**REQUIRED ACTION**
Write out exactly the lines from the start of the entries through the one that contains "a write path.", including both.

**SOURCE INFORMATION**
★ ★ ★ ★
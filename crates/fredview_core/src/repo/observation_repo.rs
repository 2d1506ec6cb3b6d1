//! Observation store contracts and SQLite implementation.
//!
//! # Responsibility
//! - Read observations for a set of series identifiers, date-ordered.
//! - Replace one series' rows wholesale for ingestion loads.
//!
//! # Invariants
//! - Every requested identifier is present in a fetch result, possibly empty.
//! - Fetched series are strictly ascending by date; repeated dates collapse to
//!   the last stored row.
//! - Non-numeric stored values become missing; unparsable dates are rejected.

use crate::db::DbError;
use crate::model::observation::{coerce_numeric, Observation, Series, SeriesMap};
use chrono::NaiveDate;
use log::{debug, info};
use rusqlite::types::Value;
use rusqlite::{params, params_from_iter, Connection, Row};
use std::collections::{BTreeMap, BTreeSet};
use std::error::Error;
use std::fmt::{Display, Formatter};
use std::time::Instant;

/// Storage date format for `fred_data.date`.
pub const DATE_FORMAT: &str = "%Y-%m-%d";

const OBSERVATION_SELECT_SQL: &str = "SELECT
    series_id,
    date,
    value
FROM fred_data";

pub type RepoResult<T> = Result<T, RepoError>;

/// Repository error for observation reads and loads.
#[derive(Debug)]
pub enum RepoError {
    Db(DbError),
    /// Persisted state that cannot be interpreted (e.g. a malformed date).
    InvalidData(String),
    /// Blank series identifier passed to a write path.
    InvalidSeriesId(String),
}

impl Display for RepoError {
    fn fmt(&self, f: &mut Formatter<'_>) -> std::fmt::Result {
        match self {
            Self::Db(err) => write!(f, "{err}"),
            Self::InvalidData(message) => write!(f, "invalid persisted observation: {message}"),
            Self::InvalidSeriesId(value) => write!(f, "invalid series id `{value}`"),
        }
    }
}

impl Error for RepoError {
    fn source(&self) -> Option<&(dyn Error + 'static)> {
        match self {
            Self::Db(err) => Some(err),
            Self::InvalidData(_) => None,
            Self::InvalidSeriesId(_) => None,
        }
    }
}

impl From<DbError> for RepoError {
    fn from(value: DbError) -> Self {
        Self::Db(value)
    }
}

impl From<rusqlite::Error> for RepoError {
    fn from(value: rusqlite::Error) -> Self {
        Self::Db(DbError::Sqlite(value))
    }
}

/// Observation as delivered by an upstream batch, value still textual.
#[derive(Debug, Clone, PartialEq, Eq)]
pub struct RawObservation {
    pub date: NaiveDate,
    pub value: String,
}

/// Read access to stored observations.
pub trait ObservationStore {
    /// Returns one series per requested identifier.
    ///
    /// An empty `series_ids` set returns an empty map without querying.
    fn fetch(&self, series_ids: &BTreeSet<String>) -> RepoResult<SeriesMap>;

    /// Returns distinct stored identifiers, ascending.
    fn list_series_ids(&self) -> RepoResult<Vec<String>>;
}

/// Write access used by ingestion.
pub trait ObservationWriter {
    /// Replaces every stored row of `series_id` with `rows`.
    ///
    /// Returns the number of rows stored for the series afterwards. Repeated
    /// dates within `rows` collapse to the last one.
    fn replace_series(&mut self, series_id: &str, rows: &[RawObservation]) -> RepoResult<usize>;
}

/// SQLite-backed observation store over a borrowed connection.
pub struct SqliteObservationStore<'conn> {
    conn: &'conn Connection,
}

impl<'conn> SqliteObservationStore<'conn> {
    pub fn new(conn: &'conn Connection) -> Self {
        Self { conn }
    }
}

impl ObservationStore for SqliteObservationStore<'_> {
    fn fetch(&self, series_ids: &BTreeSet<String>) -> RepoResult<SeriesMap> {
        if series_ids.is_empty() {
            return Ok(SeriesMap::new());
        }

        let started_at = Instant::now();
        let placeholders = vec!["?"; series_ids.len()].join(", ");
        let sql = format!(
            "{OBSERVATION_SELECT_SQL}
             WHERE series_id IN ({placeholders})
             ORDER BY series_id ASC, date ASC, rowid ASC;"
        );

        let mut grouped: BTreeMap<String, Vec<Observation>> = series_ids
            .iter()
            .map(|id| (id.clone(), Vec::new()))
            .collect();

        let mut stmt = self.conn.prepare(&sql)?;
        let mut rows = stmt.query(params_from_iter(series_ids.iter()))?;
        let mut row_count = 0usize;
        while let Some(row) = rows.next()? {
            let (series_id, observation) = parse_observation_row(row)?;
            row_count += 1;
            if let Some(observations) = grouped.get_mut(&series_id) {
                observations.push(observation);
            }
        }

        debug!(
            "event=observation_fetch module=repo status=ok series_count={} row_count={} duration_ms={}",
            series_ids.len(),
            row_count,
            started_at.elapsed().as_millis()
        );
        Ok(grouped
            .into_iter()
            .map(|(series_id, observations)| {
                let series = Series::from_unordered(series_id.as_str(), observations);
                (series_id, series)
            })
            .collect())
    }

    fn list_series_ids(&self) -> RepoResult<Vec<String>> {
        let mut stmt = self
            .conn
            .prepare("SELECT DISTINCT series_id FROM fred_data ORDER BY series_id ASC;")?;
        let ids = stmt
            .query_map([], |row| row.get::<_, String>(0))?
            .collect::<Result<Vec<_>, _>>()?;
        Ok(ids)
    }
}

/// SQLite-backed writer; needs a mutable connection for its transaction.
pub struct SqliteObservationWriter<'conn> {
    conn: &'conn mut Connection,
}

impl<'conn> SqliteObservationWriter<'conn> {
    pub fn new(conn: &'conn mut Connection) -> Self {
        Self { conn }
    }
}

impl ObservationWriter for SqliteObservationWriter<'_> {
    fn replace_series(&mut self, series_id: &str, rows: &[RawObservation]) -> RepoResult<usize> {
        let normalized_id = series_id.trim();
        if normalized_id.is_empty() {
            return Err(RepoError::InvalidSeriesId(series_id.to_string()));
        }

        let tx = self.conn.transaction()?;
        let deleted = tx.execute(
            "DELETE FROM fred_data WHERE series_id = ?1;",
            [normalized_id],
        )?;
        let mut written = 0usize;
        {
            let mut insert = tx.prepare(
                "INSERT OR REPLACE INTO fred_data (series_id, date, value)
                 VALUES (?1, ?2, ?3);",
            )?;
            for row in rows {
                insert.execute(params![
                    normalized_id,
                    row.date.format(DATE_FORMAT).to_string(),
                    row.value.as_str(),
                ])?;
                written += 1;
            }
        }
        let stored = count_rows(&tx, normalized_id)?;
        tx.commit()?;

        info!(
            "event=series_replace module=repo status=ok series_id={} deleted={} written={} stored={}",
            normalized_id, deleted, written, stored
        );
        Ok(stored)
    }
}

fn count_rows(conn: &Connection, series_id: &str) -> RepoResult<usize> {
    let count: i64 = conn.query_row(
        "SELECT COUNT(*) FROM fred_data WHERE series_id = ?1;",
        [series_id],
        |row| row.get(0),
    )?;
    usize::try_from(count)
        .map_err(|_| RepoError::InvalidData(format!("negative row count `{count}`")))
}

fn parse_observation_row(row: &Row<'_>) -> RepoResult<(String, Observation)> {
    let series_id: String = row.get("series_id")?;

    let date_text: String = row.get("date")?;
    let date = parse_stored_date(&date_text).ok_or_else(|| {
        RepoError::InvalidData(format!(
            "invalid date `{date_text}` for series `{series_id}` in fred_data.date"
        ))
    })?;

    let value = coerce_value(row.get::<_, Value>("value")?);
    Ok((series_id, Observation { date, value }))
}

/// Accepts `YYYY-MM-DD`, optionally followed by a time part.
fn parse_stored_date(value: &str) -> Option<NaiveDate> {
    let trimmed = value.trim();
    let date_part = trimmed.get(..10).unwrap_or(trimmed);
    NaiveDate::parse_from_str(date_part, DATE_FORMAT).ok()
}

fn coerce_value(value: Value) -> Option<f64> {
    match value {
        Value::Null | Value::Blob(_) => None,
        Value::Integer(number) => Some(number as f64),
        Value::Real(number) => Some(number).filter(|value| value.is_finite()),
        Value::Text(text) => coerce_numeric(&text),
    }
}

#[cfg(test)]
mod tests {
    use super::{coerce_value, parse_stored_date};
    use chrono::NaiveDate;
    use rusqlite::types::Value;

    #[test]
    fn parse_stored_date_accepts_date_and_timestamp_text() {
        let expected = NaiveDate::from_ymd_opt(2020, 2, 1).unwrap();
        assert_eq!(parse_stored_date("2020-02-01"), Some(expected));
        assert_eq!(parse_stored_date("2020-02-01 00:00:00"), Some(expected));
        assert_eq!(parse_stored_date("02/01/2020"), None);
        assert_eq!(parse_stored_date(""), None);
    }

    #[test]
    fn coerce_value_handles_every_storage_class() {
        assert_eq!(coerce_value(Value::Integer(7)), Some(7.0));
        assert_eq!(coerce_value(Value::Real(1.5)), Some(1.5));
        assert_eq!(coerce_value(Value::Text("2.25".to_string())), Some(2.25));
        assert_eq!(coerce_value(Value::Text(".".to_string())), None);
        assert_eq!(coerce_value(Value::Null), None);
        assert_eq!(coerce_value(Value::Blob(vec![1, 2])), None);
    }
}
★ ★ ★ ★
**EXERCISE RESPONSE**
filename crates/fredview_core/src/repo/observation_repo.rs
repository 2d1506ec6cb3b6d1
//! Observation store contracts and SQLite implementation.
//!
//! # Responsibility
//! - Read observations for a set of series identifiers, date-ordered.
//! - Replace one series' rows wholesale for ingestion loads.
//!
//! # Invariants
//! - Every requested identifier is present in a fetch result, possibly empty.
//! - Fetched series are strictly ascending by date; repeated dates collapse to
//!   the last stored row.
//! - Non-numeric stored values become missing; unparsable dates are rejected.

use crate::db::DbError;
use crate::model::observation::{coerce_numeric, Observation, Series, SeriesMap};
use chrono::NaiveDate;
use log::{debug, info};
use rusqlite::types::Value;
use rusqlite::{params, params_from_iter, Connection, Row};
use std::collections::{BTreeMap, BTreeSet};
use std::error::Error;
use std::fmt::{Display, Formatter};
use std::time::Instant;

/// Storage date format for `fred_data.date`.
pub const DATE_FORMAT: &str = "%Y-%m-%d";

const OBSERVATION_SELECT_SQL: &str = "SELECT
    series_id,
    date,
    value
FROM fred_data";

pub type RepoResult<T> = Result<T, RepoError>;

/// Repository error for observation reads and loads.
#[derive(Debug)]
pub enum RepoError {
    Db(DbError),
    /// Persisted state that cannot be interpreted (e.g. a malformed date).
    InvalidData(String),
    /// Blank series identifier passed to a write path.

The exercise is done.